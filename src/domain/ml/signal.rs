use crate::domain::market::timeframe::Timeframe;
use chrono::{DateTime, Utc};
use serde::{Deserialize, Serialize};
use std::fmt;
use std::str::FromStr;

/// Prefix of indicator names emitted by this subsystem (`ml_logreg`, ...).
/// Anything else in the signal store comes from the classic indicator engine.
pub const ML_INDICATOR_PREFIX: &str = "ml_";

pub fn ml_indicator(model_key: &str) -> String {
    format!("{}{}", ML_INDICATOR_PREFIX, model_key)
}

pub fn is_ml_indicator(indicator: &str) -> bool {
    indicator.starts_with(ML_INDICATOR_PREFIX)
}

#[derive(Debug, Clone, Copy, PartialEq, Eq, Hash, Serialize, Deserialize)]
#[serde(rename_all = "lowercase")]
pub enum Direction {
    Long,
    Short,
    Hold,
}

impl Direction {
    pub fn is_directional(&self) -> bool {
        !matches!(self, Direction::Hold)
    }

    /// +1 long, -1 short, 0 hold
    pub fn vote(&self) -> f64 {
        match self {
            Direction::Long => 1.0,
            Direction::Short => -1.0,
            Direction::Hold => 0.0,
        }
    }

    pub fn as_str(&self) -> &'static str {
        match self {
            Direction::Long => "long",
            Direction::Short => "short",
            Direction::Hold => "hold",
        }
    }
}

impl fmt::Display for Direction {
    fn fmt(&self, f: &mut fmt::Formatter<'_>) -> fmt::Result {
        f.write_str(self.as_str())
    }
}

impl FromStr for Direction {
    type Err = anyhow::Error;

    fn from_str(s: &str) -> Result<Self, Self::Err> {
        match s.to_lowercase().as_str() {
            "long" | "buy" => Ok(Direction::Long),
            "short" | "sell" => Ok(Direction::Short),
            "hold" | "neutral" => Ok(Direction::Hold),
            _ => anyhow::bail!("Invalid direction: {}", s),
        }
    }
}

/// Risk grade 1..=5. 1 is the strongest, lowest-risk call; 5 the weakest.
#[derive(Debug, Clone, Copy, PartialEq, Eq, PartialOrd, Ord, Hash, Serialize, Deserialize)]
#[serde(try_from = "i64", into = "i64")]
pub struct RiskLevel(u8);

impl RiskLevel {
    pub const MIN: u8 = 1;
    pub const MAX: u8 = 5;

    pub fn new(level: i64) -> anyhow::Result<Self> {
        if !(Self::MIN as i64..=Self::MAX as i64).contains(&level) {
            anyhow::bail!("Risk level out of range: {}", level);
        }
        Ok(Self(level as u8))
    }

    /// Builds a level, clamping out-of-range input into 1..=5
    pub fn clamped(level: i64) -> Self {
        Self(level.clamp(Self::MIN as i64, Self::MAX as i64) as u8)
    }

    pub fn value(&self) -> u8 {
        self.0
    }

    /// One level toward higher risk, capped at the worst level
    pub fn bump(&self) -> Self {
        Self((self.0 + 1).min(Self::MAX))
    }
}

impl TryFrom<i64> for RiskLevel {
    type Error = anyhow::Error;

    fn try_from(value: i64) -> anyhow::Result<Self> {
        RiskLevel::new(value)
    }
}

impl From<RiskLevel> for i64 {
    fn from(r: RiskLevel) -> Self {
        r.0 as i64
    }
}

impl fmt::Display for RiskLevel {
    fn fmt(&self, f: &mut fmt::Formatter<'_>) -> fmt::Result {
        write!(f, "risk{}", self.0)
    }
}

/// Trading signal, either classic (technical indicator) or ML derived
#[derive(Debug, Clone, PartialEq, Serialize, Deserialize)]
pub struct Signal {
    pub id: Option<i64>,
    pub symbol: String,
    pub interval: Timeframe,
    pub indicator: String,
    pub timestamp: DateTime<Utc>,
    pub direction: Direction,
    pub risk: RiskLevel,
    pub details: String,
}

impl Signal {
    pub fn new(
        symbol: impl Into<String>,
        interval: Timeframe,
        indicator: impl Into<String>,
        timestamp: DateTime<Utc>,
        direction: Direction,
        risk: RiskLevel,
        details: String,
    ) -> Self {
        Self {
            id: None,
            symbol: symbol.into(),
            interval,
            indicator: indicator.into(),
            timestamp,
            direction,
            risk,
            details,
        }
    }
}

/// Query for `SignalStore::list_signals`. `None` fields do not filter.
#[derive(Debug, Clone, Default)]
pub struct SignalFilter {
    pub symbol: Option<String>,
    pub interval: Option<Timeframe>,
    pub indicator: Option<String>,
    pub from: Option<DateTime<Utc>>,
    pub to: Option<DateTime<Utc>>,
    pub limit: Option<usize>,
}

impl SignalFilter {
    /// Signals for one candle: `from == to == timestamp`
    pub fn at(symbol: &str, interval: Timeframe, timestamp: DateTime<Utc>) -> Self {
        Self {
            symbol: Some(symbol.to_string()),
            interval: Some(interval),
            from: Some(timestamp),
            to: Some(timestamp),
            ..Default::default()
        }
    }

    pub fn matches(&self, signal: &Signal) -> bool {
        self.symbol.as_ref().is_none_or(|s| *s == signal.symbol)
            && self.interval.is_none_or(|i| i == signal.interval)
            && self.indicator.as_ref().is_none_or(|i| *i == signal.indicator)
            && self.from.is_none_or(|f| signal.timestamp >= f)
            && self.to.is_none_or(|t| signal.timestamp <= t)
    }
}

## Task details
Would you please repeat all the entries exactly as written?

## Answer area
filename src/domain/ml/signal.rs
use crate::domain::market::timeframe::Timeframe;
use chrono::{DateTime, Utc};
use serde::{Deserialize, Serialize};
use std::fmt;
use std::str::FromStr;

/// Prefix of indicator names emitted by this subsystem (`ml_logreg`, ...).
/// Anything else in the signal store comes from the classic indicator engine.
pub const ML_INDICATOR_PREFIX: &str = "ml_";

pub fn ml_indicator(model_key: &str) -> String {
    format!("{}{}", ML_INDICATOR_PREFIX, model_key)
}

pub fn is_ml_indicator(indicator: &str) -> bool {
    indicator.starts_with(ML_INDICATOR_PREFIX)
}

#[derive(Debug, Clone, Copy, PartialEq, Eq, Hash, Serialize, Deserialize)]
#[serde(rename_all = "lowercase")]
pub enum Direction {
    Long,
    Short,
    Hold,
}

impl Direction {
    pub fn is_directional(&self) -> bool {
        !matches!(self, Direction::Hold)
    }

    /// +1 long, -1 short, 0 hold
    pub fn vote(&self) -> f64 {
        match self {
            Direction::Long => 1.0,
            Direction::Short => -1.0,
            Direction::Hold => 0.0,
        }
    }

    pub fn as_str(&self) -> &'static str {
        match self {
            Direction::Long => "long",
            Direction::Short => "short",
            Direction::Hold => "hold",
        }
    }
}

impl fmt::Display for Direction {
    fn fmt(&self, f: &mut fmt::Formatter<'_>) -> fmt::Result {
        f.write_str(self.as_str())
    }
}

impl FromStr for Direction {
    type Err = anyhow::Error;

    fn from_str(s: &str) -> Result<Self, Self::Err> {
        match s.to_lowercase().as_str() {
            "long" | "buy" => Ok(Direction::Long),
            "short" | "sell" => Ok(Direction::Short),
            "hold" | "neutral" => Ok(Direction::Hold),
            _ => anyhow::bail!("Invalid direction: {}", s),
        }
    }
}

/// Risk grade 1..=5. 1 is the strongest, lowest-risk call; 5 the weakest.
#[derive(Debug, Clone, Copy, PartialEq, Eq, PartialOrd, Ord, Hash, Serialize, Deserialize)]
#[serde(try_from = "i64", into = "i64")]
pub struct RiskLevel(u8);

impl RiskLevel {
    pub const MIN: u8 = 1;
    pub const MAX: u8 = 5;

    pub fn new(level: i64) -> anyhow::Result<Self> {
        if !(Self::MIN as i64..=Self::MAX as i64).contains(&level) {
            anyhow::bail!("Risk level out of range: {}", level);
        }
        Ok(Self(level as u8))
    }

    /// Builds a level, clamping out-of-range input into 1..=5
    pub fn clamped(level: i64) -> Self {
        Self(level.clamp(Self::MIN as i64, Self::MAX as i64) as u8)
    }

    pub fn value(&self) -> u8 {
        self.0
    }

    /// One level toward higher risk, capped at the worst level
    pub fn bump(&self) -> Self {
        Self((self.0 + 1).min(Self::MAX))
    }
}

impl TryFrom<i64> for RiskLevel {
    type Error = anyhow::Error;

    fn try_from(value: i64) -> anyhow::Result<Self> {
        RiskLevel::new(value)
    }
}

impl From<RiskLevel> for i64 {
    fn from(r: RiskLevel) -> Self {
        r.0 as i64
    }
}

impl fmt::Display for RiskLevel {
    fn fmt(&self, f: &mut fmt::Formatter<'_>) -> fmt::Result {
        write!(f, "risk{}", self.0)
    }
}

/// Trading signal, either classic (technical indicator) or ML derived
#[derive(Debug, Clone, PartialEq, Serialize, Deserialize)]
pub struct Signal {
    pub id: Option<i64>,
    pub symbol: String,
    pub interval: Timeframe,
    pub indicator: String,
    pub timestamp: DateTime<Utc>,
    pub direction: Direction,
    pub risk: RiskLevel,
    pub details: String,
}

impl Signal {
    pub fn new(
        symbol: impl Into<String>,
        interval: Timeframe,
        indicator: impl Into<String>,
        timestamp: DateTime<Utc>,
        direction: Direction,
        risk: RiskLevel,
        details: String,
    ) -> Self {
        Self {
            id: None,
            symbol: symbol.into(),
            interval,
            indicator: indicator.into(),
            timestamp,
            direction,
            risk,
            details,
        }
    }
}

/// Query for `SignalStore::list_signals`. `None` fields do not filter.
#[derive(Debug, Clone, Default)]
pub struct SignalFilter {
    pub symbol: Option<String>,
    pub interval: Option<Timeframe>,
    pub indicator: Option<String>,
    pub from: Option<DateTime<Utc>>,
    pub to: Option<DateTime<Utc>>,
    pub limit: Option<usize>,
}

impl SignalFilter {
    /// Signals for one candle: `from == to == timestamp`
    pub fn at(symbol: &str, interval: Timeframe, timestamp: DateTime<Utc>) -> Self {
        Self {
            symbol: Some(symbol.to_string()),
            interval: Some(interval),
            from: Some(timestamp),
            to: Some(timestamp),
            ..Default::default()
        }
    }

    pub fn matches(&self, signal: &Signal) -> bool {
        self.symbol.as_ref().is_none_or(|s| *s == signal.symbol)
            && self.interval.is_none_or(|i| i == signal.interval)
            && self.indicator.as_ref().is_none_or(|i| *i == signal.indicator)
            && self.from.is_none_or(|f| signal.timestamp >= f)
            && self.to.is_none_or(|t| signal.timestamp <= t)
    }
}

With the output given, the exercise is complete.